Armistice Day football match at Dale Barracks between german soldiers and Royal Welsh fusiliers to remember the famous Christmas Day truce between germany and Britain  

Alfred Anderson, the last known survivor of the 1914 “Christmas Truce” who died in 2005: “I remember the silence, the eerie sound of silence. But there was a dead silence that morning, right across the land as far as you could see. We shouted ‘Merry Christmas,’ even though nobody felt merry. The silence ended early in the afternoon and the killing started again"

There were no truces in following years, and 1914 truce was mystified as an act of humanity in an inhuman war. Jorgensen and Harrison-Lever published a picture book for children with the Christmas Truce as the background.

But the war went on and the thing has changed... A German officer wrote in his letter:  “...such a proposal in the past would have been accepted with pleasure, but at the present time, when we have clearly recognized England’s real character, we refuse to any such agreement.

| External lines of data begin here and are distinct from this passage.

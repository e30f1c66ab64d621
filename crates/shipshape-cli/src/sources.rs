//! Reading policy documents from disk or over HTTP.

use anyhow::{Context, bail};
use tracing::debug;

fn is_url(location: &str) -> bool {
    location.starts_with("http://") || location.starts_with("https://")
}

/// Reads every location in order, returning `(location, text)` pairs.
pub fn load_all(locations: &[String]) -> anyhow::Result<Vec<(String, String)>> {
    locations
        .iter()
        .map(|location| Ok((location.clone(), load(location)?)))
        .collect()
}

pub fn load(location: &str) -> anyhow::Result<String> {
    if is_url(location) {
        return fetch(location);
    }
    debug!(file = location, "reading policy document");
    std::fs::read_to_string(location).with_context(|| format!("read config file {location}"))
}

fn fetch(url: &str) -> anyhow::Result<String> {
    debug!(url, "fetching policy document");
    let resp = reqwest::blocking::get(url).with_context(|| format!("fetch config {url}"))?;
    let status = resp.status();
    if !status.is_success() {
        bail!("fetch config {url}: HTTP {status}");
    }
    resp.text().with_context(|| format!("read body of {url}"))
}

Also we do not doubt that you are men of honor, yet every feeling of ours revolts against any friendly intercourse towards the subjects of a nation which for years has, in underhand ways sought the friendship of all other nations, so that with their help annihilate us, a nation also which, while professing Christianity, is not ashamed to use dum-dum bullets; and whose greatest pleasure would be to see the political disappearance and social eclipse of Germany.[…] But all the same you are Englishmen, whose annihilate we consider as our most sacred duty. We therefore request you to take such action as will prevent your mercenaries, whom you call soldiers, from approaching our trenches in future.”

The same was at the other side of the trenches. Captain Billy Congreve from the 3rd division noticed that the Germans did try to make a truce for Christmas.

“We have issued strict orders to the men not to on any account allow a truce, as we have heard rumours that they will probably try to. The Germans did. They came over towards us singing. So we opened rapid fire on them, which is the only truce they deserve.”

That this example of humanity did not occur again has several reasons. One was definitely the change in warfare. Poison gas was used in 1915 for the first time and British cities were bombed by German Zeppelins. Furthermore, the hatred for the German inhumanity increased with the sinking of the Lusitania by a German submarine. Moreover, the conventional warfare became crueler and the causalities on every side were much higher than in 1914.

Another reason was that the headquarters were better prepared and used precautionary measures to prevent a truce. The punishment was on both sides more or less the death penalty.